Dad Social Welfare Foundation (Law Firm Support, Attorney Lee Dong-hoon, Counsel for defendant-appellant)

Conclusion of Pleadings

March 14, 2017

Text

1. The defendant shall pay to the plaintiff 124,603,00 won with 15% interest per annum from July 12, 2016 to the day of full payment.

2. The costs of the lawsuit are assessed against the defendant.

3. Paragraph 1 can be provisionally executed.

Purport of claim

The same shall apply to the order.

Reasons

1. Facts of recognition;

In full view of the facts stated in Gap evidence Nos. 1 through 4 and the whole purport of the arguments as a result of the request for appraisal of rent against non-party Nos. 2 of this Court, the plaintiff filed an application for the payment order (Seoul Central District Court 2016 tea9873) against the relatives association of this case for the payment of the agreed deposit amount equivalent to KRW 124,603,000 against the members association of Pyeongtaek-si (hereinafter "the relatives association of this case"). The payment order accepting the above application was issued and confirmed, and the payment order accepting the above application was issued and confirmed on June 21, 2016, the plaintiff's "the defendant was against the defendant" of Geumcheon-gu, Seoul High Court 200.9m266m20 (hereinafter "the land of this case"), and the provisional attachment order of this case from April 11, 201 to 206, 206.36m206.

2. Determination on the cause of the claim

According to the above facts of recognition, the defendant, the garnishee of the instant order, is obligated to pay to the plaintiff, the collection obligee, 124,603,000 won, and delay damages calculated at the rate of 15% per annum from July 12, 2016 (the day following the day on which the complaint of this case was served to the defendant) to the day of complete payment, barring special circumstances.

3. Judgment on the defendant's defense

A. Defendant’s defense

The defendant asserts that the plaintiff's claim should be dismissed because there is no claim subject to seizure (the claim for return of unjust enrichment against the defendant of the corporation of this case) under the order of this case as stated below.

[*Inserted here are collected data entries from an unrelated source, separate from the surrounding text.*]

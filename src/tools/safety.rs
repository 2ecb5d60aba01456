//! Approval gating for destructive tool invocations.
//!
//! Everything here is pure: no filesystem or network access, so a verdict can be
//! computed for every call without blocking the agent loop.

use std::path::{Component, Path, PathBuf};
use std::sync::OnceLock;

use regex::{Regex, RegexBuilder};
use serde::Serialize;
use serde_json::{json, Map, Value};

use crate::config::SafetyConfig;

/// Matches a command word at the start of the command, after whitespace, a shell
/// separator, an opening quote (`sh -c 'rm …'`) or a path prefix (`/bin/rm`), so
/// `myrmdir` or `--rm` never count as `rm`.
const CMD_START: &str = r#"(?:^|[\s;&|(`'"/])"#;

const DANGEROUS_PATTERNS: &[(&str, &str)] = &[
    (r"rm(?:\s|$)", "rm (file deletion)"),
    (r"rmdir(?:\s|$)", "rmdir (directory deletion)"),
    (r"git\s+push\b.*\s(?:--force|-f)\b", "git push --force (history rewrite)"),
    (r"git\s+reset\s+--hard\b", "git reset --hard (discards changes)"),
    (r"git\s+clean\b", "git clean (deletes untracked files)"),
    (r"git\s+checkout\s+(?:--\s+)?\.(?:\s|$)", "git checkout . (discards changes)"),
    (r"\bdrop\s+table\b", "DROP TABLE"),
    (r"\bdrop\s+database\b", "DROP DATABASE"),
    (r"\btruncate\s+\w", "TRUNCATE"),
    (
        r">\s*/dev/(?:sd|hd|vd|xvd|nvme|disk|mmcblk|mem|kmem|port)",
        "redirect into device file",
    ),
    (r"dd\b.*\bof=/dev/", "dd to device file"),
    (r"mkfs(?:\.\w+)?(?:\s|$)", "mkfs (filesystem format)"),
    (r"chmod\s+(?:-\w+\s+)*0?777\b", "chmod 777 (world-writable)"),
    (r"(?:kill|pkill|killall)\s+-(?:9|kill|sigkill)\b", "kill -9 (forced process kill)"),
];

/// Path component sequences that must never be written without approval.
const SENSITIVE_PATHS: &[&[&str]] = &[
    &[".env"],
    &[".ssh"],
    &[".aws"],
    &[".gnupg"],
    &[".config", "gcloud"],
];

#[derive(Debug, Clone, PartialEq, Serialize)]
pub struct SafetyVerdict {
    pub tool_name: String,
    pub needs_approval: bool,
    pub reason: String,
    pub details: Map<String, Value>,
}

impl SafetyVerdict {
    fn allow(tool_name: &str) -> Self {
        Self {
            tool_name: tool_name.to_string(),
            needs_approval: false,
            reason: String::new(),
            details: Map::new(),
        }
    }

    fn require(tool_name: &str, reason: String, details: Value) -> Self {
        Self {
            tool_name: tool_name.to_string(),
            needs_approval: true,
            reason,
            details: match details {
                Value::Object(map) => map,
                _ => Map::new(),
            },
        }
    }
}

fn dangerous_patterns() -> &'static [(Regex, &'static str, &'static str)] {
    static COMPILED: OnceLock<Vec<(Regex, &'static str, &'static str)>> = OnceLock::new();
    COMPILED.get_or_init(|| {
        DANGEROUS_PATTERNS
            .iter()
            .map(|(pattern, description)| {
                let anchored = if pattern.starts_with(r"\b") || pattern.starts_with('>') {
                    pattern.to_string()
                } else {
                    format!("{CMD_START}{pattern}")
                };
                let re = RegexBuilder::new(&anchored)
                    .case_insensitive(true)
                    .build()
                    .expect("built-in safety pattern must compile");
                (re, *pattern, *description)
            })
            .collect()
    })
}

/// Decides whether `tool_name` invoked with `arguments` needs human approval.
pub fn evaluate(
    tool_name: &str,
    arguments: &Value,
    working_dir: &Path,
    config: &SafetyConfig,
) -> SafetyVerdict {
    if !config.enabled {
        return SafetyVerdict::allow(tool_name);
    }
    let str_arg = |key: &str| arguments.get(key).and_then(Value::as_str).unwrap_or("");
    match tool_name {
        "bash" if config.bash.enabled => {
            check_bash_command(str_arg("command"), &config.custom_patterns)
        }
        "write_file" if config.write_file.enabled => {
            check_write_path(str_arg("path"), working_dir, &config.sensitive_paths)
        }
        _ => SafetyVerdict::allow(tool_name),
    }
}

pub fn check_bash_command(command: &str, custom_patterns: &[String]) -> SafetyVerdict {
    let normalized = normalize_whitespace(command);
    if normalized.is_empty() {
        return SafetyVerdict::allow("bash");
    }

    for (re, pattern, description) in dangerous_patterns() {
        if re.is_match(&normalized) {
            return SafetyVerdict::require(
                "bash",
                format!("Destructive command detected: {description}"),
                json!({ "command": normalized, "matched_pattern": pattern }),
            );
        }
    }

    for pattern in custom_patterns {
        if custom_pattern_matches(pattern, &normalized) {
            return SafetyVerdict::require(
                "bash",
                format!("Command matches custom safety pattern: {pattern}"),
                json!({ "command": normalized, "matched_pattern": pattern }),
            );
        }
    }

    SafetyVerdict::allow("bash")
}

fn normalize_whitespace(command: &str) -> String {
    command.split_whitespace().collect::<Vec<_>>().join(" ")
}

fn custom_pattern_matches(pattern: &str, command: &str) -> bool {
    match RegexBuilder::new(pattern).case_insensitive(true).build() {
        Ok(re) => re.is_match(command),
        // Not a valid regex: treat it as a literal.
        Err(_) => command.to_lowercase().contains(&pattern.to_lowercase()),
    }
}

pub fn check_write_path(path: &str, working_dir: &Path, sensitive_paths: &[String]) -> SafetyVerdict {
    if path.trim().is_empty() {
        return SafetyVerdict::allow("write_file");
    }

    let home = home_dir();
    let target = resolve_path(path.trim(), working_dir, home.as_deref());
    let components = normal_components(&target);

    let builtin_hit = SENSITIVE_PATHS
        .iter()
        .find(|seq| contains_sequence(&components, seq))
        .map(|seq| seq.join("/"));

    let custom_hit = || {
        sensitive_paths
            .iter()
            .find(|entry| custom_path_matches(entry, &target, &components, home.as_deref()))
            .cloned()
    };

    match builtin_hit.or_else(custom_hit) {
        Some(matched) => SafetyVerdict::require(
            "write_file",
            format!("Write to sensitive path: {matched}"),
            json!({ "path": target.display().to_string(), "matched_path": matched }),
        ),
        None => SafetyVerdict::allow("write_file"),
    }
}

fn home_dir() -> Option<PathBuf> {
    directories::BaseDirs::new().map(|dirs| dirs.home_dir().to_path_buf())
}

/// Joins `path` onto `working_dir` (expanding `~/`) and folds `.`/`..` lexically.
pub(crate) fn resolve_path(path: &str, working_dir: &Path, home: Option<&Path>) -> PathBuf {
    let joined = match (path.strip_prefix("~/"), home) {
        (Some(rest), Some(home)) => home.join(rest),
        _ => {
            let p = Path::new(path);
            if p.is_absolute() {
                p.to_path_buf()
            } else {
                working_dir.join(p)
            }
        }
    };
    normalize_path(&joined)
}

fn normalize_path(path: &Path) -> PathBuf {
    let mut out = PathBuf::new();
    for component in path.components() {
        match component {
            Component::CurDir => {}
            Component::ParentDir => {
                out.pop();
            }
            other => out.push(other.as_os_str()),
        }
    }
    out
}

fn normal_components(path: &Path) -> Vec<String> {
    path.components()
        .filter_map(|c| match c {
            Component::Normal(s) => Some(s.to_string_lossy().into_owned()),
            _ => None,
        })
        .collect()
}

fn component_matches(component: &str, pattern: &str) -> bool {
    component == pattern || (pattern == ".env" && component.starts_with(".env."))
}

fn contains_sequence<S: AsRef<str>>(components: &[String], seq: &[S]) -> bool {
    if seq.is_empty() || seq.len() > components.len() {
        return false;
    }
    components.windows(seq.len()).any(|window| {
        window
            .iter()
            .zip(seq)
            .all(|(c, p)| component_matches(c, p.as_ref()))
    })
}

fn custom_path_matches(entry: &str, target: &Path, components: &[String], home: Option<&Path>) -> bool {
    let entry = entry.trim();
    if entry.is_empty() {
        return false;
    }
    let relative = match entry.strip_prefix("~/") {
        Some(rest) => {
            if let Some(home) = home {
                if target.starts_with(normalize_path(&home.join(rest))) {
                    return true;
                }
            }
            rest
        }
        None if Path::new(entry).is_absolute() => {
            return target.starts_with(normalize_path(Path::new(entry)));
        }
        None => entry,
    };
    let seq = normal_components(Path::new(relative));
    contains_sequence(components, &seq)
}
use std::path::Path;

use async_trait::async_trait;
use regex::RegexBuilder;
use serde_json::{json, Value};
use walkdir::WalkDir;

use super::safety::resolve_path;
use super::{required_str, ToolContext, ToolDefinition, ToolHandler};
use crate::errors::AppError;

const MAX_MATCHES: usize = 200;
const MAX_FILE_BYTES: u64 = 1024 * 1024;
const MAX_LINE_CHARS: usize = 300;
const SKIPPED_DIRS: &[&str] = &[".git", "node_modules", "target", ".venv", "__pycache__"];

/// Regex search across text files under the working directory.
pub struct GrepTool;

#[async_trait]
impl ToolHandler for GrepTool {
    fn definition(&self) -> ToolDefinition {
        ToolDefinition::new(
            "grep",
            "Search files under the working directory for a regular expression.",
            json!({
                "type": "object",
                "properties": {
                    "pattern": { "type": "string", "description": "Regular expression" },
                    "path": { "type": "string", "description": "Directory or file to search (default: working directory)" },
                    "case_insensitive": { "type": "boolean" }
                },
                "required": ["pattern"]
            }),
        )
    }

    async fn execute(&self, args: &Value, ctx: &ToolContext) -> Result<Value, AppError> {
        let pattern = required_str(args, "grep", "pattern")?;
        let case_insensitive = args.get("case_insensitive").and_then(Value::as_bool).unwrap_or(false);
        let re = RegexBuilder::new(pattern)
            .case_insensitive(case_insensitive)
            .build()
            .map_err(|e| AppError::tool("grep", format!("invalid pattern: {e}")))?;

        let root = match args.get("path").and_then(Value::as_str) {
            Some(p) if !p.trim().is_empty() => resolve_path(p, &ctx.working_dir, None),
            _ => ctx.working_dir.clone(),
        };
        let base = ctx.working_dir.clone();

        tokio::task::spawn_blocking(move || search(&re, &root, &base))
            .await
            .map_err(|e| AppError::tool("grep", format!("search task failed: {e}")))
    }
}

fn search(re: &regex::Regex, root: &Path, base: &Path) -> Value {
    let mut matches = Vec::new();
    let mut truncated = false;

    let walker = WalkDir::new(root).into_iter().filter_entry(|entry| {
        !(entry.file_type().is_dir()
            && entry.depth() > 0
            && SKIPPED_DIRS.contains(&entry.file_name().to_string_lossy().as_ref()))
    });

    'files: for entry in walker.filter_map(Result::ok) {
        if !entry.file_type().is_file() {
            continue;
        }
        if entry.metadata().map(|m| m.len() > MAX_FILE_BYTES).unwrap_or(true) {
            continue;
        }
        // Binary or non-UTF-8 files are skipped.
        let Ok(text) = std::fs::read_to_string(entry.path()) else {
            continue;
        };
        let shown = entry.path().strip_prefix(base).unwrap_or(entry.path());
        for (idx, line) in text.lines().enumerate() {
            if re.is_match(line) {
                if matches.len() == MAX_MATCHES {
                    truncated = true;
                    break 'files;
                }
                matches.push(json!({
                    "path": shown.display().to_string(),
                    "line": idx + 1,
                    "text": line.chars().take(MAX_LINE_CHARS).collect::<String>(),
                }));
            }
        }
    }

    json!({ "matches": matches, "truncated": truncated })
}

[Around July 31, 1987, when the land of this case was owned by Nonparty 1 (the Nonparty), the Defendant constructed a new building on the land of this case. On June 13, 1994, Nonparty 1 bequeathed the land of this case to the Religious Council on the land of this case. On April 11, 2001, Nonparty 1 died on November 1, 1999, the ownership transfer registration was completed in the family council of this case on the land of this case. Nonparty 1 permitted the Defendant’s free use of the land of this case before the birth, or waived the right to use the land of this case. Nonparty 1 bequeathed the land of this case to the Religious Council of this case. Nonparty 1 is a specific legacy, and it is not possible to request the testamentary donee to extinguish a third party’s right to testamentary gift at the time of testamentary gift, and even after the Religious Council of this case acquired the ownership of this case, the Defendant did not have obtained the right to use the land of this case or the right to use the land of this case.

B. Determination

Comprehensively taking account of the purport of evidence Nos. 1-1, 2, 2-2, 17-1, and 2-2, Nonparty 1 owned the land of this case before October 11, 1976, Nonparty 1 established the Defendant Corporation on October 16, 1971 (the title at the time was “social Welfare Corporation”) and operated the Defendant Corporation on July 31, 1987 on the land of this case, which was owned by Nonparty 1, the building of this case was completed by the Defendant on July 31, 1987; the Defendant did not pay the usage fee of the land of this case to Nonparty 1; Nonparty 1 bequeathed the land of this case to the Religious Association on June 13, 1994; and Nonparty 1 died on the land of this case on the grounds of the ownership transfer registration of this case on January 1, 1991; and each of this case on the land of this case.

According to the above facts, there is room to view that the defendant used the land of this case without compensation until the plaintiff acquired the ownership of the land of this case, but even if so, the defendant cannot oppose the plaintiff who acquired the ownership of the land of this case on April 11, 2001 with the right of free use against the non-party 1.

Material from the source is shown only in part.